Temos que ser justos, o filme tem suas limitações, erra ao distorcer certos fatos históricos, tenta amenizar o anti-semitismo dos membros da família real inglesa, apesar de mostrar o entusiasmo de um deles com Hitler. Apesar dos seus problemas ainda vejo O DISCURSO DO REI como uma boa obra de arte, um filme instigante com uma boa história e um interessante roteiro, ele não inova ou revoluciona, é mais um filme  com a velha fórmula America com certo charme britânico, mas faz bem, não decepciona.
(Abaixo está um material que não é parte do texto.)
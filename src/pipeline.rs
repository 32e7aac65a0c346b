//! Consolidation pipeline.
//!
//! [`SecurityAtlas`] owns the data configuration and the reference tables
//! and exposes every public entry point: the two loaders, the consolidated
//! table for a reference year and the historical rate series.

use crate::config::DataConfig;
use crate::data::{HomicideProcessor, HomicideRecord, SpendingLoader, SpendingRecord};
use crate::error::Result;
use crate::reference::{Region, StateCoordinates, StateTables};
use crate::stats::IndicatorCalculator;
use serde::Serialize;
use std::cmp::Ordering;
use std::collections::HashMap;

/// One state in the reference year, ready for optimization/ranking.
#[derive(Debug, Clone, PartialEq, Serialize)]
pub struct ConsolidatedRecord {
    pub state_code: String,
    pub state_name: Option<String>,
    pub region: Option<Region>,
    pub geo_id: Option<i64>,
    pub population: Option<i64>,
    pub homicides: Option<f64>,
    pub homicide_rate_100k: Option<f64>,
    pub spending: Option<f64>,
    pub spending_millions: Option<f64>,
    pub spending_per_capita: Option<f64>,
    pub elasticity: Option<f64>,
    pub priority_index: Option<f64>,
}

/// One (state, year) point of the homicide-rate history.
#[derive(Debug, Clone, PartialEq, Serialize)]
pub struct HistoricalRateRecord {
    pub state_code: Option<String>,
    pub state_name: String,
    pub year: i32,
    pub homicides: Option<f64>,
    pub population: Option<i64>,
    pub homicide_rate_100k: Option<f64>,
}

/// Population and homicide rate of one state in one year.
#[derive(Debug, Clone, PartialEq, Serialize)]
pub struct MortalityRecord {
    pub state_code: String,
    pub geo_id: Option<i64>,
    pub population: Option<i64>,
    pub state_name: Option<String>,
    pub homicides: Option<f64>,
    pub homicide_rate_100k: Option<f64>,
}

/// Security budget of one state in one year.
#[derive(Debug, Clone, PartialEq, Serialize)]
pub struct BudgetRecord {
    pub state_code: String,
    pub state_name: Option<String>,
    pub geo_id: Option<i64>,
    pub population: Option<i64>,
    pub spending: Option<f64>,
    pub spending_millions: Option<f64>,
}

/// Entry point for loading and consolidating the two source series.
pub struct SecurityAtlas {
    config: DataConfig,
    tables: StateTables,
}

impl SecurityAtlas {
    /// Atlas over the 27 Brazilian federative units.
    pub fn new(config: DataConfig) -> Self {
        Self::with_tables(config, StateTables::brazil())
    }

    pub fn with_tables(config: DataConfig, tables: StateTables) -> Self {
        Self { config, tables }
    }

    pub fn config(&self) -> &DataConfig {
        &self.config
    }

    pub fn tables(&self) -> &StateTables {
        &self.tables
    }

    pub fn load_spending(&self, year: i32) -> Result<Vec<SpendingRecord>> {
        SpendingLoader::new(&self.config).load_year(year)
    }

    pub fn load_spending_all_years(&self) -> Result<Vec<SpendingRecord>> {
        SpendingLoader::new(&self.config).load_all_years()
    }

    pub fn load_homicides(&self) -> Result<Vec<HomicideRecord>> {
        HomicideProcessor::new(&self.tables)
            .with_expected_year_columns(self.config.expected_year_columns)
            .load(&self.config)
    }

    pub fn coordinates_table(&self) -> Vec<StateCoordinates> {
        self.tables.coordinates_table()
    }

    /// Homicide counts of `year` keyed by state code. Records without a
    /// code cannot join; the first record wins on duplicates.
    fn homicides_for_year(&self, year: i32) -> Result<HashMap<String, Option<f64>>> {
        let mut by_code = HashMap::new();
        for record in self.load_homicides()? {
            if record.year != year {
                continue;
            }
            let Some(code) = record.state_code else {
                continue;
            };
            if by_code.contains_key(&code) {
                log::warn!("Duplicate homicide row for {code} in {year}, keeping the first");
                continue;
            }
            by_code.insert(code, record.homicides);
        }
        Ok(by_code)
    }

    /// Consolidated table for `year`, sorted by state code.
    ///
    /// Spending is the anchor: every spending row appears once, with a
    /// missing homicide count when the homicide sheet has no match.
    pub fn build_consolidated(&self, year: i32) -> Result<Vec<ConsolidatedRecord>> {
        let spending = self.load_spending(year)?;
        let by_code = self.homicides_for_year(year)?;

        let mut records: Vec<ConsolidatedRecord> = spending
            .into_iter()
            .map(|s| {
                if !by_code.contains_key(&s.state_code) {
                    log::warn!("{} has no homicide data for {year}", s.state_code);
                }
                let homicides = by_code.get(&s.state_code).copied().flatten();
                ConsolidatedRecord {
                    state_name: self.tables.code_to_name(&s.state_code).map(str::to_string),
                    region: self.tables.code_to_region(&s.state_code),
                    geo_id: s.geo_id,
                    population: s.population,
                    homicides,
                    homicide_rate_100k: IndicatorCalculator::rate_per_100k(homicides, s.population),
                    spending: s.spending,
                    spending_millions: IndicatorCalculator::millions(s.spending),
                    spending_per_capita: IndicatorCalculator::per_capita(s.spending, s.population),
                    elasticity: None,
                    priority_index: None,
                    state_code: s.state_code,
                }
            })
            .collect();

        let per_capita: Vec<Option<f64>> =
            records.iter().map(|r| r.spending_per_capita).collect();
        let elasticities = IndicatorCalculator::elasticities(&per_capita);

        for (record, elasticity) in records.iter_mut().zip(elasticities) {
            record.elasticity = elasticity;
            record.priority_index = IndicatorCalculator::priority_index(
                record.homicide_rate_100k,
                record.spending_per_capita,
            );
        }

        records.sort_by(|a, b| a.state_code.cmp(&b.state_code));

        log::info!("Consolidated {} states for {year}", records.len());
        Ok(records)
    }

    /// Homicide history with population and rate per 100k.
    ///
    /// Anchored on the homicide records; a (state, year) without spending
    /// population keeps a missing rate.
    pub fn build_historical_rates(&self) -> Result<Vec<HistoricalRateRecord>> {
        let homicides = self.load_homicides()?;
        let spending = self.load_spending_all_years()?;

        let mut population_by_key: HashMap<(String, i32), Option<i64>> = HashMap::new();
        for s in spending {
            population_by_key.entry((s.state_code, s.year)).or_insert(s.population);
        }

        let records: Vec<HistoricalRateRecord> = homicides
            .into_iter()
            .map(|h| {
                let population = h
                    .state_code
                    .as_ref()
                    .and_then(|code| population_by_key.get(&(code.clone(), h.year)).copied())
                    .flatten();
                HistoricalRateRecord {
                    homicide_rate_100k: IndicatorCalculator::rate_per_100k(h.homicides, population),
                    state_code: h.state_code,
                    state_name: h.state_name,
                    year: h.year,
                    homicides: h.homicides,
                    population,
                }
            })
            .collect();

        log::info!("Built {} historical rate points", records.len());
        Ok(records)
    }

    /// Spending population left-joined with the homicides of `year`.
    pub fn load_deaths_and_population(&self, year: i32) -> Result<Vec<MortalityRecord>> {
        let spending = self.load_spending(year)?;
        let by_code = self.homicides_for_year(year)?;

        Ok(spending
            .into_iter()
            .map(|s| {
                let count = by_code.get(&s.state_code).copied().flatten();
                MortalityRecord {
                    state_name: self.tables.code_to_name(&s.state_code).map(str::to_string),
                    geo_id: s.geo_id,
                    population: s.population,
                    homicides: count,
                    homicide_rate_100k: IndicatorCalculator::rate_per_100k(count, s.population),
                    state_code: s.state_code,
                }
            })
            .collect())
    }

    /// Spending of `year` with state names and amounts in millions.
    pub fn load_security_budget(&self, year: i32) -> Result<Vec<BudgetRecord>> {
        Ok(self
            .load_spending(year)?
            .into_iter()
            .map(|s| BudgetRecord {
                state_name: self.tables.code_to_name(&s.state_code).map(str::to_string),
                geo_id: s.geo_id,
                population: s.population,
                spending_millions: IndicatorCalculator::millions(s.spending),
                spending: s.spending,
                state_code: s.state_code,
            })
            .collect())
    }
}

/// The `n` records with the highest priority index; missing indices rank
/// last and ties keep state-code order.
pub fn top_priority(records: &[ConsolidatedRecord], n: usize) -> Vec<&ConsolidatedRecord> {
    let mut ranked: Vec<&ConsolidatedRecord> = records.iter().collect();
    ranked.sort_by(|a, b| match (a.priority_index, b.priority_index) {
        (Some(x), Some(y)) => y.partial_cmp(&x).unwrap_or(Ordering::Equal),
        (Some(_), None) => Ordering::Less,
        (None, Some(_)) => Ordering::Greater,
        (None, None) => Ordering::Equal,
    });
    ranked.truncate(n);
    ranked
}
Quanto as críticas a sua premiação penso que havia outros bons filme e que se tivessem ganhado não seria uma injustiça, filmes como A ORIGEM e BRAVURA INDÔMITA mereceriam também. O fato desses outros filmes de qualidade não terem ganhado o prêmio não  quer dizer que O DISCUROS DO REI seja ruim. Fica ai mais um texto para encher a fogueira da polêmica de lenha.